//! Table declarations.
//!
//! Names are fixed for on-disk compatibility. Multi-value (dup-sorted)
//! tables keep duplicate values per key in lexicographic order:
//! `PlainState` and `HashedStorage` for per-incarnation storage rows,
//! `AccountChangeSet`/`StorageChangeSet` for per-block prior values.

use crate::{
    keys::{
        AccountHistoryKey, BlockKey, HashedStoragePrefix, RawKey, StorageChangeKey,
        StorageHistoryKey, StoragePrefix,
    },
    models::{HashValue, RawValue, RlpValue, StoredBlockBody, U64Value},
};
use alloy_primitives::{Address, B256, U256};
use corten_primitives::{BlockHeader, Transaction};
use reth_db_api::table::{DupSort, Table};
use serde::{Deserialize, Serialize};

/// Declares a table type with its on-disk name, key and value types.
macro_rules! table {
    ($(#[$docs:meta])* $name:ident => $key:ty, $value:ty) => {
        $(#[$docs])*
        #[derive(Debug, Clone, Copy, Default, PartialEq, Eq, Hash, Serialize, Deserialize)]
        pub struct $name;

        impl Table for $name {
            const NAME: &'static str = stringify!($name);
            const DUPSORT: bool = false;
            type Key = $key;
            type Value = $value;
        }
    };
    ($(#[$docs:meta])* $name:ident => $key:ty, $value:ty, subkey = $subkey:ty) => {
        $(#[$docs])*
        #[derive(Debug, Clone, Copy, Default, PartialEq, Eq, Hash, Serialize, Deserialize)]
        pub struct $name;

        impl Table for $name {
            const NAME: &'static str = stringify!($name);
            const DUPSORT: bool = true;
            type Key = $key;
            type Value = $value;
        }

        impl DupSort for $name {
            type SubKey = $subkey;
        }
    };
}

/// Implements `TableInfo` for the given tables so the schema layer can
/// introspect them.
macro_rules! impl_table_info {
    ($($table:ty),+ $(,)?) => {
        $(
            impl reth_db_api::table::TableInfo for $table {
                fn name(&self) -> &'static str {
                    <$table as Table>::NAME
                }

                fn is_dupsort(&self) -> bool {
                    <$table as Table>::DUPSORT
                }
            }
        )+
    };
}

/// Declares the full table set used to initialize the database.
macro_rules! impl_table_set {
    ($set_name:ident, $($table:ty),+ $(,)?) => {
        /// The tables initialized together when an environment is opened.
        #[derive(Debug, Clone, Copy)]
        pub struct $set_name;

        impl reth_db_api::TableSet for $set_name {
            fn tables() -> Box<dyn Iterator<Item = Box<dyn reth_db_api::table::TableInfo>>> {
                Box::new(vec![
                    $(
                        Box::new(<$table>::default()) as Box<dyn reth_db_api::table::TableInfo>
                    ),*
                ].into_iter())
            }
        }
    };
}

table! {
    /// Well-known keys: `"dbVersion"`, `"snapshots"`.
    DatabaseInfo => RawKey, RawValue
}

table! {
    /// `(number ‖ hash)` → RLP-encoded header.
    Headers => BlockKey, RlpValue<BlockHeader>
}

table! {
    /// Header hash → block number.
    HeaderNumbers => B256, U64Value
}

table! {
    /// Block number → canonical header hash.
    CanonicalHashes => u64, HashValue
}

table! {
    /// `(number ‖ hash)` → stored body referencing the transactions table.
    BlockBodies => BlockKey, RlpValue<StoredBlockBody>
}

table! {
    /// Sequence-assigned transaction id → RLP-encoded transaction.
    BlockTransactions => u64, RlpValue<Transaction>
}

table! {
    /// `(number ‖ hash)` → concatenated 20-byte sender addresses.
    Senders => BlockKey, RawValue
}

table! {
    /// `(number ‖ hash)` → RLP-encoded total difficulty.
    Difficulty => BlockKey, RlpValue<U256>
}

table! {
    /// Code hash → contract byte code.
    Code => B256, RawValue
}

table! {
    /// Current state. Account rows are keyed by the 20-byte address;
    /// storage rows are keyed by the 28-byte `address ‖ incarnation`
    /// prefix with `location ‖ zeroless value` duplicates.
    PlainState => RawKey, RawValue, subkey = B256
}

table! {
    /// `address ‖ incarnation` → code hash of the contract.
    PlainCodeHash => StoragePrefix, HashValue
}

table! {
    /// `address ‖ shard upper bound` → bitmap of change block numbers.
    AccountHistory => AccountHistoryKey, RawValue
}

table! {
    /// `address ‖ location ‖ shard upper bound` → bitmap of change blocks.
    StorageHistory => StorageHistoryKey, RawValue
}

table! {
    /// Block number → `address ‖ prior account encoding` duplicates.
    AccountChangeSet => u64, RawValue, subkey = Address
}

table! {
    /// `(block ‖ address ‖ incarnation)` → `location ‖ prior value`.
    StorageChangeSet => StorageChangeKey, RawValue, subkey = B256
}

table! {
    /// Address → incarnation of the last self-destructed contract.
    IncarnationMap => Address, U64Value
}

table! {
    /// Keccak-hashed address → account encoding.
    HashedAccounts => B256, RawValue
}

table! {
    /// `hashed address ‖ incarnation` → `hashed location ‖ value`.
    HashedStorage => HashedStoragePrefix, RawValue, subkey = B256
}

table! {
    /// Nibble path → marshalled account trie node.
    TrieOfAccounts => RawKey, RawValue
}

table! {
    /// `hashed address ‖ incarnation ‖ nibble path` → storage trie node.
    TrieOfStorage => RawKey, RawValue
}

table! {
    /// Table name → monotonically increasing sequence value.
    Sequence => RawKey, U64Value
}

table! {
    /// Genesis hash → chain-config JSON document.
    Config => B256, RawValue
}

table! {
    /// Single well-known key holding the highest head header hash.
    HeadHeader => RawKey, HashValue
}

table! {
    /// Stage key → progress block number.
    SyncStage => RawKey, U64Value
}

impl_table_info!(
    DatabaseInfo,
    Headers,
    HeaderNumbers,
    CanonicalHashes,
    BlockBodies,
    BlockTransactions,
    Senders,
    Difficulty,
    Code,
    PlainState,
    PlainCodeHash,
    AccountHistory,
    StorageHistory,
    AccountChangeSet,
    StorageChangeSet,
    IncarnationMap,
    HashedAccounts,
    HashedStorage,
    TrieOfAccounts,
    TrieOfStorage,
    Sequence,
    Config,
    HeadHeader,
    SyncStage,
);

impl_table_set!(
    Tables,
    DatabaseInfo,
    Headers,
    HeaderNumbers,
    CanonicalHashes,
    BlockBodies,
    BlockTransactions,
    Senders,
    Difficulty,
    Code,
    PlainState,
    PlainCodeHash,
    AccountHistory,
    StorageHistory,
    AccountChangeSet,
    StorageChangeSet,
    IncarnationMap,
    HashedAccounts,
    HashedStorage,
    TrieOfAccounts,
    TrieOfStorage,
    Sequence,
    Config,
    HeadHeader,
    SyncStage,
);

+ + + + + + +

> [EXERCISE]
Please return all lines in the material above that include the word "with".

> [THE ANSWER]
/// Declares a table type with its on-disk name, key and value types.
    /// prefix with `location ‖ zeroless value` duplicates.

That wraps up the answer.